These findings reinforce the role of PGPR in modulating phytohormone-mediated defenses, particularly through JA and SA signaling. The enhanced accumulation of these phytohormones in response to the combined stressors suggests that PGPR inoculation strengthens plant adaptive mechanisms, enabling a more robust and efficient defense activation against herbivory.

3.4. Interactions Between PGPR Inoculation and Herbivory in Defense Mechanisms

ISR plays a fundamental role in plant defense, particularly when mediated by PGPR in conjunction with herbivory.
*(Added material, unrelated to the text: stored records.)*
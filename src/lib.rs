//! # squad_draw
//!
//! A random team-draw engine for casual football events, plus a small axum
//! server that exposes it as an HTTP endpoint.
//!
//! Players arrive grouped into tiers ("pots") per field position. A draw
//! spreads every pot across `jumlah_tim` teams so that no two players from
//! the same pot-and-position group ever share a team, then hands each team
//! one colour marker and one goalkeeper from the flat reserved lists.
//!
//! ## How it works
//!
//! 1. Build or load a [`Config`] — team count, `clr`/`gk` reserved lists,
//!    and pots mapping position tags (`#DEF`, `#MID`, `#FW`) to player names.
//! 2. Call [`draw_teams`] — the engine seeds one generator from the OS
//!    secure source, shuffles every (pot, position) group, pairs it with a
//!    random permutation of team ids, and assigns reserved roles one per
//!    team.
//! 3. The returned `Vec<Team>` lists teams in ascending id order, each with
//!    all five position slots filled in (possibly empty).
//!
//! ## Key properties
//!
//! - **Collision-free by construction**: pairing a shuffled group with a
//!   team-id permutation caps every group at one player per team — no
//!   backtracking, no constraint solving.
//! - **Lossy on overflow**: a group larger than the team count silently
//!   drops its excess players instead of erroring.
//! - **Not reproducible**: every call to [`draw_teams`] seeds fresh entropy.
//!   Tests seed their own generator through [`draw_teams_with_rng`].
//!
//! ## Quick start
//!
//! ```rust
//! use squad_draw::{draw_teams, Config, Pot};
//! use std::collections::BTreeMap;
//!
//! let mut players = BTreeMap::new();
//! players.insert("#MID".to_string(), vec!["Andi".into(), "Budi".into()]);
//!
//! let config = Config {
//!     jumlah_tim: 2,
//!     clr: vec!["Merah".into(), "Biru".into()],
//!     gk: vec!["Citra".into(), "Dewi".into()],
//!     pots: vec![Pot { name: "Pot 1".into(), players }],
//! };
//!
//! let teams = draw_teams(config);
//! assert_eq!(teams.len(), 2);
//! for team in &teams {
//!     assert_eq!(team.players.clr.len(), 1);
//!     assert_eq!(team.players.gk.len(), 1);
//!     assert_eq!(team.players.mid.len(), 1);
//! }
//! ```

pub mod draw_engine;
pub mod http;
pub mod logger;

// Convenience re-exports so callers can use `squad_draw::draw_teams`
// directly without reaching into `draw_engine::`.
pub use draw_engine::{
    draw_teams, draw_teams_with_rng, Config, ConfigError, Position, Pot, Team, TeamSheet,
};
PGPR are known to activate ISR by stimulating JA signaling pathways, thereby enhancing the plant’s ability to defend against pathogens and insect pests [69]. This process strengthens plant defense responses by increasing the production of SMs, such as phenolic compounds, which are key in plant protection [69].
Both SA and JA play critical roles in modulating PAL activity, which leads to the accumulation of phenolic compounds. JA has been shown to increase PAL activity and induce the expression of phenylpropanoid-related genes, promoting the accumulation of phenolic compounds, as observed in radish sprouts [70] and Agastache rugosa [71]. In Larix gmelinii, PAL gene expression was significantly higher in JA-treated plants compared to control plants [72]. Furthermore, JA elicitation led to a rapid increase in phenolic compound concentration in cell cultures of Hypericum perforatum [73] and induced a greater accumulation of phenolic compounds in Brassica rapa compared to ABA and SA treatments [74].
Similarly, SA also regulates PAL activity by modulating the expression of the PAL gene [75], promoting the accumulation of phenolic compounds such as chlorogenic acid, caffeic acid, p-coumaric acid, ferulic acid, and gallic acid [76,77]. In tomatoes, SA plays an important role in phenolic compound accumulation [78], and, in tobacco, it induces the expression of genes involved in the synthesis of scopoletin [79].
These findings collectively highlight the crucial roles of JA and SA in enhancing PAL activity and phenolic compound biosynthesis, which are essential components of plant defense mechanisms. The synergistic effects of PGPR inoculation and herbivory on these pathways further emphasize the complexity of the regulatory networks governing plant responses to biotic stress. Furthermore, the ability of PGPR to prime plant defenses suggests that microbial inoculation may prepare plants for faster and stronger activation of defense responses upon herbivore attack.

4. Materials and Methods

4.1. Bacterial Strains, Culture Conditions and Media

The PGPR strain utilized in this study was Bacillus amyloliquefaciens GB03. It was cultured on Luria–Bertani (LB) medium and preserved in nutrient broth with 15% glycerol at −80 °C for long-term storage. For experimental purposes, the bacteria were cultured on nutrient agar. Single colonies were then transferred to 100 mL flasks containing the LB (Luria–Bertani) medium and grown aerobically on a rotating shaker (150 rpm) for 24 h at 28 °C. The resulting bacterial suspension was diluted in sterile saline solution (0.9% sodium chloride, NaCl) to achieve a final concentration of 109 colony-forming units (CFU) per milliliter. Subsequently, 1 mL of this suspension was applied around the base stem of the plants. The control plants were inoculated with 1 mL of saline solution.

4.2. Insects Culture

The Spodoptera frugiperda second-instar larvae used in this study were provided by the AgIdea (Agricultural Innovation Applied Research-Argentina) company and were obtained from a colony without previous insecticide exposure. The colony has been maintained under these conditions for six months, with larvae reared on a semi-synthetic diet [80] in a 23–25 °C chamber with 70% humidity, under a 16:8 h light/dark photoperiod.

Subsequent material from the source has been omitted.